» **TASK TO CARRY OUT**: In the records below, count the lines that have "Create" and answer with the number alone.

» **RECORDS SUPPLIED**:
——————————

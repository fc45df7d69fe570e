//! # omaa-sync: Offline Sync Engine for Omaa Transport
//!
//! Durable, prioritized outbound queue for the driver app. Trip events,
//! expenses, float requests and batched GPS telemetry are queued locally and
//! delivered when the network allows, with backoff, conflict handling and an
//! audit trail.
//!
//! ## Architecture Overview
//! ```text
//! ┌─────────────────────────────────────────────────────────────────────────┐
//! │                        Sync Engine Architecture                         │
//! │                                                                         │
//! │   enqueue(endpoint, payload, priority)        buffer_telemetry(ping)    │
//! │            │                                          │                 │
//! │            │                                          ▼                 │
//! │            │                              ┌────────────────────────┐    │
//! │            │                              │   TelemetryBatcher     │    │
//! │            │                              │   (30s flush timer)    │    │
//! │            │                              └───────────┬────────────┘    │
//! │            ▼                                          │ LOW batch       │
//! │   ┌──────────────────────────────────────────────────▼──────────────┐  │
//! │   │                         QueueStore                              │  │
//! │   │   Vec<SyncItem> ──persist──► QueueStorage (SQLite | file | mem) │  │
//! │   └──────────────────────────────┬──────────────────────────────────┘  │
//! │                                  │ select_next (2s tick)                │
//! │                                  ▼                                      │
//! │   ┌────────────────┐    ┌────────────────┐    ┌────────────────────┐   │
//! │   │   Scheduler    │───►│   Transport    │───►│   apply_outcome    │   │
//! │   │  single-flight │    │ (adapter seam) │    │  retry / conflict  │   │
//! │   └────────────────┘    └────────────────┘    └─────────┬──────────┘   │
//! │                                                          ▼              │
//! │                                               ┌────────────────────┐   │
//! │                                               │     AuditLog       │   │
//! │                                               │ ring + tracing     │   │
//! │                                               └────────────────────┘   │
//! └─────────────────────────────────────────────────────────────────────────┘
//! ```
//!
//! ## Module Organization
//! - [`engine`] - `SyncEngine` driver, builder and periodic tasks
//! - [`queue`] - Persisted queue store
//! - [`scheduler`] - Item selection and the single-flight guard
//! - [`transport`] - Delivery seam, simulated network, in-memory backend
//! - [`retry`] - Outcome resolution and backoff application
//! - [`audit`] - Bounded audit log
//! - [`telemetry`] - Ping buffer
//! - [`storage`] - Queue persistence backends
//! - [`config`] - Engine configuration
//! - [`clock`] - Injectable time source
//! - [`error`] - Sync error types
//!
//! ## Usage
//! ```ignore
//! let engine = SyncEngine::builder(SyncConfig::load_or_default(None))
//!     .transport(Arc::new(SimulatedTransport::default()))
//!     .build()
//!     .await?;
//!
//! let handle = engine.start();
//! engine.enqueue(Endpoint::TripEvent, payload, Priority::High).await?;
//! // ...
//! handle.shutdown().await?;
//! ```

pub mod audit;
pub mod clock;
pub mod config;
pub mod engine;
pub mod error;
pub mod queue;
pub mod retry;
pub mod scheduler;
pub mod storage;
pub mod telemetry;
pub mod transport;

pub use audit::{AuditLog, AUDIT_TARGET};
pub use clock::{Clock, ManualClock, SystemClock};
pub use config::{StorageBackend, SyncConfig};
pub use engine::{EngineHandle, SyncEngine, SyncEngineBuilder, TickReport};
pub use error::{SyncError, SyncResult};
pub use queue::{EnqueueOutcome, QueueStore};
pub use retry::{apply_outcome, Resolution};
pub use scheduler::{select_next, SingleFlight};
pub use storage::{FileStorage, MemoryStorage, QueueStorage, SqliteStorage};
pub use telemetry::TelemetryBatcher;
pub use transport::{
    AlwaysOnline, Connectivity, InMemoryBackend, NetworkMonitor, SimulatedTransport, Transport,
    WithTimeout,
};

——————————

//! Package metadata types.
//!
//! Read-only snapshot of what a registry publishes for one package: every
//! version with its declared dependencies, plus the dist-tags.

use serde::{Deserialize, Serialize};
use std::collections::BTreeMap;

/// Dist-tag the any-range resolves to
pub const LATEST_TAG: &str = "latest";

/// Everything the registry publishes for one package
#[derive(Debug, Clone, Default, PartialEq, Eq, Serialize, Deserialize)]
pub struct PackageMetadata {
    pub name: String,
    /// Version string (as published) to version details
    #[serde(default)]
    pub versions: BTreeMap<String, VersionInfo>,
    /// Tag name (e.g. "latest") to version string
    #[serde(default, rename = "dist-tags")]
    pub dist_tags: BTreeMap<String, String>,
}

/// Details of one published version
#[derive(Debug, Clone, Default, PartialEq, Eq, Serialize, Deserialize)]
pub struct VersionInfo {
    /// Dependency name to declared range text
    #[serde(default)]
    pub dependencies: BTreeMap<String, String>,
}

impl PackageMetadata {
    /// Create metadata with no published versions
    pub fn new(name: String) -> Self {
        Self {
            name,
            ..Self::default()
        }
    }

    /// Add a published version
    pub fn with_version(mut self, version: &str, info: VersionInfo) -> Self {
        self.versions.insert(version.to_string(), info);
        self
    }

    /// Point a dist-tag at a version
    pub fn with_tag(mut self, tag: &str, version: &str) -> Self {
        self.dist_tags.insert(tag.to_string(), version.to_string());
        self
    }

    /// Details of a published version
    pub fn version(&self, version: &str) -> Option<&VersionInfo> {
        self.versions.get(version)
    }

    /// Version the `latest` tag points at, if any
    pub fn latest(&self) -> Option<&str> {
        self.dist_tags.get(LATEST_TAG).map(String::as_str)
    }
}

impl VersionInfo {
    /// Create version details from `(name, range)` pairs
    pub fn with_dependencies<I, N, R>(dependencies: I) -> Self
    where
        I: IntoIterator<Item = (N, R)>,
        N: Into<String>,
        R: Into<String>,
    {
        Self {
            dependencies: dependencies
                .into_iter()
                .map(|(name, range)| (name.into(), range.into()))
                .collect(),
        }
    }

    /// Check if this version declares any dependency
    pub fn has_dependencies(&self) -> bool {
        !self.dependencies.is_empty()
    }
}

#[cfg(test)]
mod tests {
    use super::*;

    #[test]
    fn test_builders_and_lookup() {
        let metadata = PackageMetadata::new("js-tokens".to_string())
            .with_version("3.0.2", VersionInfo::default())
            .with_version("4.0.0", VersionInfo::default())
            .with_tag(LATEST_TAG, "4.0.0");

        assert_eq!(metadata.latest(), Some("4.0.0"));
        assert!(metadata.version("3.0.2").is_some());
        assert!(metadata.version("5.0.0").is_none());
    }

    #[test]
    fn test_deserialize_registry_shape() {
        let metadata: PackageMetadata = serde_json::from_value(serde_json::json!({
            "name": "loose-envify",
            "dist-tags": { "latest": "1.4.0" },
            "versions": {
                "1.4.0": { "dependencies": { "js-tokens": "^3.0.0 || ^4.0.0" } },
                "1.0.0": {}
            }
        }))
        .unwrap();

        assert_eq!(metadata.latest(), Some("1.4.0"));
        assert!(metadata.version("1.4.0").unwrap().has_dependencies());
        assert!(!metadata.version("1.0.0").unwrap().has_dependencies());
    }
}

——————————

» **ANSWER FOR THE TASK**: 2